I received this book through Goodreads in exchange for an honest review.
As far as I'm concerned, everyone should know about Victoria Woodhull and this book is a great place to start. I'll admit, I had never heard of her before winning this book, but I am so glad that I was able to read her story and learn about the overlooked contributions she made for American citizens.
The story was very interesting and Woodhull seems like a fascinating person. It is sad that her work is often missing from taught history. It's also sad that the issues that she struggles against in the 1870's are still issues today (corrupt government, hypocritical church members, anti-free love, comprehensive sex education). While the book is often dark and heartbreaking, there is enough sarcasm and humor to balance it out, especially in Tennie's character.

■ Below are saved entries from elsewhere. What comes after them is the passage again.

//! # Seed Data Generator
//!
//! Populates a development database with tills, a small catalog, customers
//! and bank accounts.
//!
//! ## Usage
//! ```bash
//! # Database from the config file / CAJA_DB_PATH
//! cargo run -p caja-engine --bin caja-seed
//!
//! # Specific database file
//! cargo run -p caja-engine --bin caja-seed -- --db ./data/caja.db
//! ```

use std::env;
use std::path::PathBuf;

use caja_core::{Money, Product, Quantity};
use caja_engine::telemetry::init_tracing;
use caja_engine::{Engine, EngineConfig};
use chrono::Utc;
use tracing::{info, warn};
use uuid::Uuid;

const TILLS: &[&str] = &["Caja 1", "Caja 2", "Caja 3"];

/// (sku, name, price in cents, tax inclusive, stock in units)
const PRODUCTS: &[(&str, &str, i64, bool, i64)] = &[
    ("REF-COCA-600", "Refresco cola 600 ml", 2_000, true, 120),
    ("AGUA-1L", "Agua natural 1 L", 1_400, true, 200),
    ("PAN-BLANCO", "Pan de caja blanco", 4_800, true, 40),
    ("LECHE-1L", "Leche entera 1 L", 2_850, true, 60),
    ("HUEVO-12", "Huevo blanco 12 pzas", 5_800, true, 30),
    ("ARROZ-1K", "Arroz 1 kg", 3_200, false, 50),
    ("FRIJOL-1K", "Frijol negro 1 kg", 4_100, false, 50),
    ("CAFE-250", "Café molido 250 g", 9_500, true, 25),
    ("JABON-BARRA", "Jabón de barra", 1_850, false, 80),
    ("PAPEL-4", "Papel higiénico 4 rollos", 3_900, true, 45),
];

/// (name, credit limit in cents)
const CUSTOMERS: &[(&str, i64)] = &[
    ("Ferretería El Sol", 500_000),
    ("Cocina Doña Lupe", 150_000),
    ("Público en general", 0),
];

/// (name, bank)
const ACCOUNTS: &[(&str, &str)] = &[("Operativa", "BBVA"), ("Nómina", "Banorte")];

#[tokio::main]
async fn main() -> Result<(), Box<dyn std::error::Error>> {
    init_tracing();

    let args: Vec<String> = env::args().collect();
    let mut db_path: Option<PathBuf> = None;
    let mut config_path: Option<PathBuf> = None;

    let mut i = 1;
    while i < args.len() {
        match args[i].as_str() {
            "--db" | "-d" => {
                if i + 1 < args.len() {
                    db_path = Some(PathBuf::from(&args[i + 1]));
                    i += 1;
                }
            }
            "--config" | "-c" => {
                if i + 1 < args.len() {
                    config_path = Some(PathBuf::from(&args[i + 1]));
                    i += 1;
                }
            }
            "--help" | "-h" => {
                println!("Caja Seed Data Generator");
                println!();
                println!("Usage: caja-seed [OPTIONS]");
                println!();
                println!("Options:");
                println!("  -d, --db <PATH>      Database file path (default: from config)");
                println!("  -c, --config <PATH>  Config file (default: platform config dir)");
                println!("  -h, --help           Show this help message");
                return Ok(());
            }
            other => warn!(arg = other, "Ignoring unknown argument"),
        }
        i += 1;
    }

    let mut config = EngineConfig::load_or_default(config_path);
    if db_path.is_some() {
        config.database.path = db_path;
    }

    let engine = Engine::open(&config).await?;
    let db = engine.db();
    let now = Utc::now();

    if !db.tills().list().await?.is_empty() {
        warn!("Database already has tills, skipping seed. Delete the file to regenerate.");
        return Ok(());
    }

    for name in TILLS {
        let till = db.tills().create(name, now).await?;
        info!(till_id = %till.id, name, "Till created");
    }

    for (idx, (sku, name, price_cents, tax_inclusive, stock_units)) in
        PRODUCTS.iter().enumerate()
    {
        let product = Product {
            id: Uuid::new_v4().to_string(),
            sku: sku.to_string(),
            barcode: Some(format!("750{:010}", idx + 1)),
            name: name.to_string(),
            unit_price: Money::from_cents(*price_cents),
            tax_inclusive: *tax_inclusive,
            stock: Quantity::from_units(*stock_units),
            is_active: true,
            created_at: now,
            updated_at: now,
        };

        if let Err(e) = db.products().insert(&product).await {
            warn!(sku, error = %e, "Failed to insert product");
        }
    }
    info!(count = PRODUCTS.len(), "Catalog seeded");

    for (name, limit_cents) in CUSTOMERS {
        let customer = db
            .customers()
            .create(name, Money::from_cents(*limit_cents), now)
            .await?;
        info!(customer_id = %customer.id, name, "Customer created");
    }

    for (name, bank) in ACCOUNTS {
        let account = db.bank().create_account(name, bank, now).await?;
        info!(account_id = %account.id, name, bank, "Bank account created");
    }

    info!("Seed complete");
    Ok(())
}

It was also cool to see well-known historical figures pop up in the text and see their roles in certain events.
For me, what pushed this down to three-stars instead of four-stars was the focus on dialogue and the omission of description. The narration felt very slim in comparison to the amount of dialogue in the book. While this works at some points, the novel often feels like a lot of talking and not a lot of action. While things are definitely going on, the action kind of gets lost in all of the dialogue.
Overall, a good book, especially for those interested in women's suffrage and historical feminism. A very interesting story and a great way to learn about an underappreciated feminist and her struggle for justice.